Direct Proof

From page 122 of the text

lcm proposition

The hidden part - check the definitions

Definition: Let \(a\) and \(b\) be positive integers. Then the least common multiple \(\mathrm{lcm}(a,b)\) is the smallest positive integer \(m\) such that \(a|m\) and \(b|m\).

The hidden part II

Second, make sure the claim is clear. Look at some examples.

The hidden part continued III - interpret the definition

Three ways of saying the same thing:

  • \(x\) is the smallest positive integer such that \(a|m\) and \(b|m\)

  • If \(x\) is a positive integer so that \(a|x\) and \(b|x\), then \(x\ge\mathrm{lcm}(a,b)\).
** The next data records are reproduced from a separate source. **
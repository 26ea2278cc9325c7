use std::time::Duration;

use chess_core::GameRecord;
use reqwest::{Client, RequestBuilder, StatusCode};
use serde::Deserialize;
use serde_json::Value;

use crate::config::Config;

#[derive(Debug, thiserror::Error)]
pub enum LichessError {
    #[error("User \"{0}\" not found on Lichess")]
    UserNotFound(String),

    #[error("Rate limit exceeded. Please wait before trying again.")]
    RateLimited,

    #[error("Access denied. User may have private games.")]
    AccessDenied,

    #[error("Invalid request parameters")]
    InvalidRequest,

    #[error("HTTP {0}")]
    Status(StatusCode),

    #[error("No access token configured")]
    MissingToken,

    #[error("Invalid Lichess username: {0:?}")]
    InvalidUsername(String),

    #[error("Request error: {0}")]
    Request(#[from] reqwest::Error),
}

/// Public profile as returned by `/user/{name}` and `/account`.
#[derive(Debug, Clone, PartialEq, Eq, Deserialize)]
pub struct LichessUser {
    pub id: String,
    pub username: String,
    #[serde(default)]
    pub online: bool,
}

const MAX_USERNAME_LEN: usize = 30;

/// Lichess usernames are ASCII letters, digits, `_` and `-`, at most 30
/// long. Anything else never reaches a URL or a file name.
pub fn is_valid_username(username: &str) -> bool {
    !username.is_empty()
        && username.len() <= MAX_USERNAME_LEN
        && username
            .bytes()
            .all(|b| b.is_ascii_alphanumeric() || b == b'_' || b == b'-')
}

fn check_username(username: &str) -> Result<(), LichessError> {
    if is_valid_username(username) {
        Ok(())
    } else {
        Err(LichessError::InvalidUsername(username.to_string()))
    }
}

pub struct LichessClient {
    client: Client,
    base_url: String,
    token: Option<String>,
}

impl LichessClient {
    pub fn new(config: &Config) -> Result<Self, LichessError> {
        let client = Client::builder()
            .user_agent("ChessViewer/1.0")
            .timeout(Duration::from_secs(config.http_timeout_secs))
            .build()?;
        Ok(Self {
            client,
            base_url: config.lichess_api_base.clone(),
            token: config.lichess_token.clone(),
        })
    }

    fn authorized(&self, request: RequestBuilder) -> RequestBuilder {
        match &self.token {
            Some(token) => request.bearer_auth(token),
            None => request,
        }
    }

    /// Fetch up to `max_games` of a user's games, newest first.
    pub async fn fetch_user_games(
        &self,
        username: &str,
        max_games: usize,
    ) -> Result<Vec<GameRecord>, LichessError> {
        check_username(username)?;
        let url = format!("{}/games/user/{}", self.base_url, username);
        let params = [
            ("max", max_games.to_string()),
            ("pgnInJson", "true".to_string()),
            ("sort", "dateDesc".to_string()),
            ("opening", "true".to_string()),
        ];

        tracing::info!(username, max_games, "Fetching games from Lichess");

        let request = self
            .client
            .get(&url)
            .query(&params)
            .header("Accept", "application/x-ndjson");
        let resp = self.authorized(request).send().await?;
        check_status(resp.status(), username)?;

        let text = resp.text().await?;
        let games = parse_ndjson(&text);
        tracing::info!(username, count = games.len(), "Fetched games from Lichess");
        Ok(games)
    }

    /// The account the configured token belongs to.
    pub async fn fetch_account(&self) -> Result<LichessUser, LichessError> {
        let token = self.token.as_deref().ok_or(LichessError::MissingToken)?;
        let resp = self
            .client
            .get(format!("{}/account", self.base_url))
            .bearer_auth(token)
            .header("Accept", "application/json")
            .send()
            .await?;
        check_status(resp.status(), "account")?;
        Ok(resp.json().await?)
    }

    /// Look up a public profile; `None` if the user doesn't exist.
    pub async fn validate_user(&self, username: &str) -> Result<Option<LichessUser>, LichessError> {
        check_username(username)?;
        let resp = self
            .client
            .get(format!("{}/user/{}", self.base_url, username))
            .send()
            .await?;
        if resp.status() == StatusCode::NOT_FOUND {
            return Ok(None);
        }
        check_status(resp.status(), username)?;
        Ok(Some(resp.json().await?))
    }
}

fn check_status(status: StatusCode, username: &str) -> Result<(), LichessError> {
    if status.is_success() {
        return Ok(());
    }
    Err(match status {
        StatusCode::NOT_FOUND => LichessError::UserNotFound(username.to_string()),
        StatusCode::TOO_MANY_REQUESTS => LichessError::RateLimited,
        StatusCode::FORBIDDEN => LichessError::AccessDenied,
        StatusCode::BAD_REQUEST => LichessError::InvalidRequest,
        other => LichessError::Status(other),
    })
}

/// Parse an NDJSON export body. Unreadable lines and games without PGN are
/// skipped.
pub fn parse_ndjson(text: &str) -> Vec<GameRecord> {
    let mut results = Vec::new();

    for line in text.lines() {
        let line = line.trim();
        if line.is_empty() {
            continue;
        }

        match serde_json::from_str::<Value>(line) {
            Ok(game_data) => {
                if let Some(record) = game_record(&game_data) {
                    results.push(record);
                }
            }
            Err(e) => {
                tracing::warn!("Failed to parse Lichess game JSON: {e}");
            }
        }
    }

    results
}

/// Map one exported game onto a record.
pub fn game_record(game: &Value) -> Option<GameRecord> {
    let pgn = game.get("pgn").and_then(Value::as_str).filter(|p| !p.is_empty())?;
    let id = game.get("id").and_then(Value::as_str).unwrap_or("").to_string();

    Some(GameRecord {
        id,
        white: player_name(game, "white"),
        black: player_name(game, "black"),
        result: format_result(
            game.get("status").and_then(Value::as_str).unwrap_or(""),
            game.get("winner").and_then(Value::as_str),
        )
        .to_string(),
        date: game
            .get("createdAt")
            .and_then(Value::as_i64)
            .map(format_date)
            .unwrap_or_default(),
        eco: game
            .pointer("/opening/eco")
            .and_then(Value::as_str)
            .map(str::to_string),
        pgn: pgn.to_string(),
        time_control: Some(format_time_control(
            game.get("clock"),
            game.get("daysPerTurn").and_then(Value::as_u64),
        )),
        event: Some(
            game.pointer("/tournament/name")
                .or_else(|| game.get("source"))
                .and_then(Value::as_str)
                .unwrap_or("Casual")
                .to_string(),
        ),
    })
}

fn player_name(game: &Value, color: &str) -> String {
    let player = game.pointer(&format!("/players/{color}"));
    player
        .and_then(|p| p.pointer("/user/name"))
        .or_else(|| player.and_then(|p| p.get("name")))
        .and_then(Value::as_str)
        .filter(|name| !name.is_empty())
        .unwrap_or("Anonymous")
        .to_string()
}

pub fn format_result(status: &str, winner: Option<&str>) -> &'static str {
    match status {
        "mate" | "resign" | "timeout" => {
            if winner == Some("white") {
                "1-0"
            } else {
                "0-1"
            }
        }
        "draw" | "stalemate" => "1/2-1/2",
        _ => "*",
    }
}

pub fn format_time_control(clock: Option<&Value>, days_per_turn: Option<u64>) -> String {
    if let Some(clock) = clock.filter(|c| c.is_object()) {
        let initial = clock.get("initial").and_then(Value::as_u64).unwrap_or(0);
        let increment = clock.get("increment").and_then(Value::as_u64).unwrap_or(0);
        return format!("{}+{}", initial / 60, increment);
    }
    match days_per_turn {
        Some(days) if days > 0 => format!("{days} days/move"),
        _ => "Unknown".to_string(),
    }
}

/// `createdAt` epoch milliseconds as `YYYY-MM-DD` (UTC).
pub fn format_date(millis: i64) -> String {
    chrono::DateTime::from_timestamp_millis(millis)
        .map(|dt| dt.format("%Y-%m-%d").to_string())
        .unwrap_or_default()
}
use board_navigator::NavigatorError;

use crate::clients::lichess::LichessError;

#[derive(Debug, thiserror::Error)]
pub enum AppError {
    #[error("Configuration error: {0}")]
    Config(String),

    #[error("{0}")]
    NotFound(String),

    #[error("Invalid username: {0:?}")]
    InvalidUsername(String),

    #[error(transparent)]
    Lichess(#[from] LichessError),

    #[error(transparent)]
    Navigator(#[from] NavigatorError),

    #[error("I/O error: {0}")]
    Io(#[from] std::io::Error),

    #[error("JSON error: {0}")]
    Json(#[from] serde_json::Error),

    #[error(transparent)]
    Anyhow(#[from] anyhow::Error),
}
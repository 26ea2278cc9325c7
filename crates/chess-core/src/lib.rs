//! Chess primitives shared by the viewer: the game record model, PGN
//! decoding, and the rules engine the board navigator replays through.

pub mod game_data;
pub mod pgn;
pub mod rules;

pub use game_data::GameRecord;
pub use rules::{RulesEngine, RulesError, ShakmatyRules};
//! Hooks for views that mirror the navigator (move list, counters).

use crate::variation::Variation;

/// Receives navigator state changes. Every method defaults to a no-op so
/// implementors only override what they display.
pub trait NavigatorObserver {
    /// The cursor moved to `absolute_index`.
    fn on_cursor_change(&mut self, absolute_index: usize) {
        let _ = absolute_index;
    }

    /// The full variation list after a change.
    fn on_variations_change(&mut self, variations: &[Variation]) {
        let _ = variations;
    }

    /// The main line after a change. Only sent while no game record is
    /// loaded; a record's history never changes.
    fn on_history_change(&mut self, main_line: &[String]) {
        let _ = main_line;
    }
}
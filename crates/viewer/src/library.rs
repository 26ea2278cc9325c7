//! On-disk game library: one NDJSON file of records per imported user.

use std::fs;
use std::io::{BufWriter, Write};
use std::path::{Path, PathBuf};

use chess_core::GameRecord;

use crate::clients::lichess::is_valid_username;
use crate::error::AppError;

const GAMES_SUFFIX: &str = "_games.ndjson";

pub struct GameLibrary {
    dir: PathBuf,
}

impl GameLibrary {
    pub fn new(dir: impl Into<PathBuf>) -> Self {
        Self { dir: dir.into() }
    }

    /// File holding `username`'s games. Names that aren't plain Lichess
    /// usernames are refused so they can't point outside the library.
    pub fn games_path(&self, username: &str) -> Result<PathBuf, AppError> {
        if !is_valid_username(username) {
            return Err(AppError::InvalidUsername(username.to_string()));
        }
        Ok(self.dir.join(format!("{username}{GAMES_SUFFIX}")))
    }

    /// Replace everything stored for `username` with `games`.
    pub fn save_games(&self, username: &str, games: &[GameRecord]) -> Result<(), AppError> {
        let path = self.games_path(username)?;
        fs::create_dir_all(&self.dir)?;
        let tmp = path.with_extension("ndjson.tmp");

        let written = write_records(&tmp, games)
            .and_then(|()| fs::rename(&tmp, &path).map_err(AppError::from));
        if let Err(e) = written {
            if let Err(cleanup) = fs::remove_file(&tmp) {
                tracing::debug!(path = %tmp.display(), "Could not remove temp file: {cleanup}");
            }
            return Err(e);
        }

        tracing::info!(username, count = games.len(), path = %path.display(), "Saved games");
        Ok(())
    }

    /// Stored games for `username`; empty if nothing was imported yet.
    pub fn load_games(&self, username: &str) -> Result<Vec<GameRecord>, AppError> {
        let path = self.games_path(username)?;
        let text = match fs::read_to_string(&path) {
            Ok(text) => text,
            Err(e) if e.kind() == std::io::ErrorKind::NotFound => return Ok(Vec::new()),
            Err(e) => return Err(e.into()),
        };

        let mut games = Vec::new();
        for (lineno, line) in text.lines().enumerate() {
            let line = line.trim();
            if line.is_empty() {
                continue;
            }
            match serde_json::from_str::<GameRecord>(line) {
                Ok(game) => games.push(game),
                Err(e) => {
                    tracing::warn!(path = %path.display(), line = lineno + 1, "Skipping bad game record: {e}");
                }
            }
        }

        tracing::debug!(username, count = games.len(), "Loaded games");
        Ok(games)
    }

    /// Users with a stored game file, sorted.
    pub fn list_users(&self) -> Result<Vec<String>, AppError> {
        let entries = match fs::read_dir(&self.dir) {
            Ok(entries) => entries,
            Err(e) if e.kind() == std::io::ErrorKind::NotFound => return Ok(Vec::new()),
            Err(e) => return Err(e.into()),
        };

        let mut users: Vec<String> = entries
            .filter_map(|entry| entry.ok())
            .filter_map(|entry| {
                let name = entry.file_name().into_string().ok()?;
                name.strip_suffix(GAMES_SUFFIX)
                    .filter(|user| !user.is_empty())
                    .map(str::to_string)
            })
            .collect();
        users.sort();
        Ok(users)
    }

    /// Write every stored game's PGN to `{username}_games.pgn`, blank-line
    /// separated. Returns the file path.
    pub fn export_pgn(&self, username: &str) -> Result<PathBuf, AppError> {
        let games = self.load_games(username)?;
        if games.is_empty() {
            return Err(AppError::NotFound(format!(
                "No games found to export for {username}"
            )));
        }

        let path = self.games_path(username)?.with_extension("pgn");
        let content = games
            .iter()
            .map(|g| g.pgn.trim())
            .collect::<Vec<_>>()
            .join("\n\n");
        fs::write(&path, content + "\n")?;

        tracing::info!(username, count = games.len(), path = %path.display(), "Exported PGN");
        Ok(path)
    }
}

fn write_records(path: &Path, games: &[GameRecord]) -> Result<(), AppError> {
    let mut writer = BufWriter::new(fs::File::create(path)?);
    for game in games {
        serde_json::to_writer(&mut writer, game)?;
        writer.write_all(b"\n")?;
    }
    writer.flush()?;
    Ok(())
}

#[cfg(test)]
mod tests {
    use super::*;

    fn temp_dir(name: &str) -> PathBuf {
        let nanos = std::time::SystemTime::now()
            .duration_since(std::time::UNIX_EPOCH)
            .unwrap()
            .subsec_nanos();
        std::env::temp_dir().join(format!("viewer-lib-{name}-{}-{nanos}", std::process::id()))
    }

    fn game(id: &str) -> GameRecord {
        GameRecord {
            id: id.to_string(),
            white: "a".to_string(),
            black: "b".to_string(),
            result: "*".to_string(),
            date: "2024-01-01".to_string(),
            eco: None,
            pgn: "1. e4 e5 *".to_string(),
            time_control: None,
            event: None,
        }
    }

    #[test]
    fn test_missing_user_is_empty() {
        let library = GameLibrary::new(temp_dir("missing"));
        assert!(library.load_games("nobody").unwrap().is_empty());
        assert!(library.list_users().unwrap().is_empty());
    }

    #[test]
    fn test_save_replaces_previous_games() {
        let dir = temp_dir("replace");
        let library = GameLibrary::new(&dir);
        library.save_games("alice", &[game("1"), game("2")]).unwrap();
        library.save_games("alice", &[game("3")]).unwrap();

        let ids: Vec<String> = library
            .load_games("alice")
            .unwrap()
            .into_iter()
            .map(|g| g.id)
            .collect();
        assert_eq!(ids, vec!["3"]);
        assert_eq!(library.list_users().unwrap(), vec!["alice"]);

        fs::remove_dir_all(dir).ok();
    }

    #[test]
    fn test_corrupt_lines_are_skipped() {
        let dir = temp_dir("corrupt");
        fs::create_dir_all(&dir).unwrap();
        let library = GameLibrary::new(&dir);
        let line = serde_json::to_string(&game("ok")).unwrap();
        fs::write(library.games_path("bob").unwrap(), format!("{{broken\n{line}\n")).unwrap();

        let games = library.load_games("bob").unwrap();
        assert_eq!(games.len(), 1);
        assert_eq!(games[0].id, "ok");

        fs::remove_dir_all(dir).ok();
    }

    #[test]
    fn test_path_like_usernames_are_refused() {
        let dir = temp_dir("names");
        let library = GameLibrary::new(dir.join("games"));

        for name in ["../x", "a/b", "..", "", "c:\\x"] {
            assert!(matches!(
                library.save_games(name, &[game("1")]),
                Err(AppError::InvalidUsername(_))
            ));
            assert!(matches!(library.load_games(name), Err(AppError::InvalidUsername(_))));
        }
        assert!(!dir.join("x_games.ndjson").exists());
        assert!(!dir.exists());
    }

    #[test]
    fn test_failed_save_leaves_no_temp_file() {
        let dir = temp_dir("tmpfile");
        let library = GameLibrary::new(&dir);
        // A directory in place of the target makes the final rename fail.
        fs::create_dir_all(library.games_path("dave").unwrap()).unwrap();

        assert!(library.save_games("dave", &[game("1")]).is_err());
        let leftovers: Vec<_> = fs::read_dir(&dir)
            .unwrap()
            .filter_map(|e| e.ok())
            .filter(|e| e.file_name().to_string_lossy().ends_with(".tmp"))
            .collect();
        assert!(leftovers.is_empty());

        fs::remove_dir_all(dir).ok();
    }

    #[test]
    fn test_export_pgn() {
        let dir = temp_dir("export");
        let library = GameLibrary::new(&dir);
        assert!(matches!(library.export_pgn("carol"), Err(AppError::NotFound(_))));

        library.save_games("carol", &[game("1"), game("2")]).unwrap();
        let path = library.export_pgn("carol").unwrap();
        assert_eq!(fs::read_to_string(path).unwrap(), "1. e4 e5 *\n\n1. e4 e5 *\n");

        fs::remove_dir_all(dir).ok();
    }
}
  • If \(x\) is a positive integer so that \(a|x\) and \(b|x\), then \(\mathrm{lcm}(a,b)\le x\).

The hidden part IV

Read the proof to understand it’s structure, without worrying about the details.

Take the proof of the proposition apart

  • Assume \(a,b,c\in\mathbb{N}\).

  • Let \(m=\mathrm{lcm}(ca,cb)\) and \(n=c\mathrm{lcm}(a,b)\). We will show that \(m=n\).

  • By definition, \(\mathrm{lcm}(a,b)\) is a positive multiple of both \(a\) and \(b\), so \(\mathrm{lcm}(a,b)=ax=by\) for some \(x\) and \(y\) in \(\mathbb{N}\).

  • From this we see that \(n=c\mathrm{lcm}(a,b)=cax=cby\) is a positive multiple of both \(ca\) and \(cb\). Thus \(m\le n\).

Taking the proof apart

  • On the other hand, as \(m=\mathrm{lcm}(ca,cb)\) is a multiple of both \(ca\) and \(cb\), we have \(m=cax=cby\) for some \(x,y\in\mathbb{Z}\).

  • Then \(\frac{1}{c}m=ax=by\) is a multiple of both \(a\) and \(b\).

  • Therefore \(\mathrm{lcm}(a,b)\le\frac{1}{c}m\) so \(c\mathrm{lcm}(a,b)\le m\), that is \(n\le m\).

  • Since \(m\le n\) and \(n\le m\), we have \(m=n\). The proof is complete.